__ASSIGNED TASK__.
Your job is to set down the stretch of entries that opens with the line containing "pub fn stats(&self)" and closes with the line containing "let a = arena.allocate(Layout::new::<[u8; 16]>()).unwrap();". Keep both end lines, copy each exactly, and add nothing.

----------

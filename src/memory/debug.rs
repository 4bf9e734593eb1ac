// Instrumented arena wrapper: same behaviour, plus counters for sizing
// task arenas during bring-up.

use core::alloc::Layout;
use core::cell::Cell;
use core::ptr::NonNull;

use super::arena::{Arena, Region};
use crate::error::Error;

#[derive(Debug, Clone, Copy, Default, PartialEq, Eq)]
pub struct ArenaStats {
    pub allocations: usize,
    pub deallocations: usize,
    pub outstanding: usize,
    /// largest `used()` ever observed
    pub high_water: usize,
}

pub struct DebugArena<A> {
    inner: A,
    stats: Cell<ArenaStats>,
}

impl<A: Arena> DebugArena<A> {
    pub const fn new(inner: A) -> Self {
        Self {
            inner,
            stats: Cell::new(ArenaStats {
                allocations: 0,
                deallocations: 0,
                outstanding: 0,
                high_water: 0,
            }),
        }
    }

    pub fn stats(&self) -> ArenaStats {
        self.stats.get()
    }

    pub fn inner(&self) -> &A {
        &self.inner
    }
}

impl<A: Arena + Default> Default for DebugArena<A> {
    fn default() -> Self {
        Self::new(A::default())
    }
}

impl<A: Arena> Arena for DebugArena<A> {
    fn capacity(&self) -> usize {
        self.inner.capacity()
    }

    fn used(&self) -> usize {
        self.inner.used()
    }

    fn allocate(&self, layout: Layout) -> Result<Region, Error> {
        let region = self.inner.allocate(layout)?;
        let mut stats = self.stats.get();
        stats.allocations += 1;
        stats.outstanding += 1;
        stats.high_water = stats.high_water.max(self.inner.used());
        self.stats.set(stats);
        log::trace!(
            "arena: +{} @{} ({}/{})",
            region.len,
            region.offset,
            self.inner.used(),
            self.inner.capacity()
        );
        Ok(region)
    }

    fn deallocate(&self, region: Region) -> Result<(), Error> {
        self.inner.deallocate(region)?;
        let mut stats = self.stats.get();
        stats.deallocations += 1;
        stats.outstanding = stats.outstanding.saturating_sub(1);
        self.stats.set(stats);
        log::trace!("arena: -{} @{}", region.len, region.offset);
        Ok(())
    }

    fn as_ptr(&self, region: Region) -> NonNull<u8> {
        self.inner.as_ptr(region)
    }

    fn reset(&mut self) {
        self.inner.reset();
        let mut stats = self.stats.get();
        stats.outstanding = 0;
        self.stats.set(stats);
    }
}

#[cfg(test)]
mod tests {
    use super::*;
    use crate::memory::StackArena;

    #[test]
    fn tracks_high_water_and_outstanding() {
        let arena = DebugArena::new(StackArena::<128>::new());
        let a = arena.allocate(Layout::new::<[u8; 16]>()).unwrap();
        let b = arena.allocate(Layout::new::<[u8; 32]>()).unwrap();
        let peak = arena.used();
        arena.deallocate(b).unwrap();

        let stats = arena.stats();
        assert_eq!(stats.allocations, 2);
        assert_eq!(stats.deallocations, 1);
        assert_eq!(stats.outstanding, 1);
        assert_eq!(stats.high_water, peak);

        arena.deallocate(a).unwrap();
        assert_eq!(arena.stats().outstanding, 0);
        assert_eq!(arena.stats().high_water, peak);
    }

    #[test]
    fn failed_calls_leave_counters_alone() {
        let arena = DebugArena::new(StackArena::<32>::new());
        let a = arena.allocate(Layout::new::<[u8; 8]>()).unwrap();
        let _b = arena.allocate(Layout::new::<[u8; 8]>()).unwrap();
        assert!(arena.allocate(Layout::new::<[u8; 64]>()).is_err());
        assert!(arena.deallocate(a).is_err());

        let stats = arena.stats();
        assert_eq!(stats.allocations, 2);
        assert_eq!(stats.deallocations, 0);
    }
}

----------

__ANSWER SPACE__.
    pub fn stats(&self) -> ArenaStats {
        self.stats.get()
    }

    pub fn inner(&self) -> &A {
        &self.inner
    }
}

impl<A: Arena + Default> Default for DebugArena<A> {
    fn default() -> Self {
        Self::new(A::default())
    }
}

impl<A: Arena> Arena for DebugArena<A> {
    fn capacity(&self) -> usize {
        self.inner.capacity()
    }

    fn used(&self) -> usize {
        self.inner.used()
    }

    fn allocate(&self, layout: Layout) -> Result<Region, Error> {
        let region = self.inner.allocate(layout)?;
        let mut stats = self.stats.get();
        stats.allocations += 1;
        stats.outstanding += 1;
        stats.high_water = stats.high_water.max(self.inner.used());
        self.stats.set(stats);
        log::trace!(
            "arena: +{} @{} ({}/{})",
            region.len,
            region.offset,
            self.inner.used(),
            self.inner.capacity()
        );
        Ok(region)
    }

    fn deallocate(&self, region: Region) -> Result<(), Error> {
        self.inner.deallocate(region)?;
        let mut stats = self.stats.get();
        stats.deallocations += 1;
        stats.outstanding = stats.outstanding.saturating_sub(1);
        self.stats.set(stats);
        log::trace!("arena: -{} @{}", region.len, region.offset);
        Ok(())
    }

    fn as_ptr(&self, region: Region) -> NonNull<u8> {
        self.inner.as_ptr(region)
    }

    fn reset(&mut self) {
        self.inner.reset();
        let mut stats = self.stats.get();
        stats.outstanding = 0;
        self.stats.set(stats);
    }
}

#[cfg(test)]
mod tests {
    use super::*;
    use crate::memory::StackArena;

    #[test]
    fn tracks_high_water_and_outstanding() {
        let arena = DebugArena::new(StackArena::<128>::new());
        let a = arena.allocate(Layout::new::<[u8; 16]>()).unwrap();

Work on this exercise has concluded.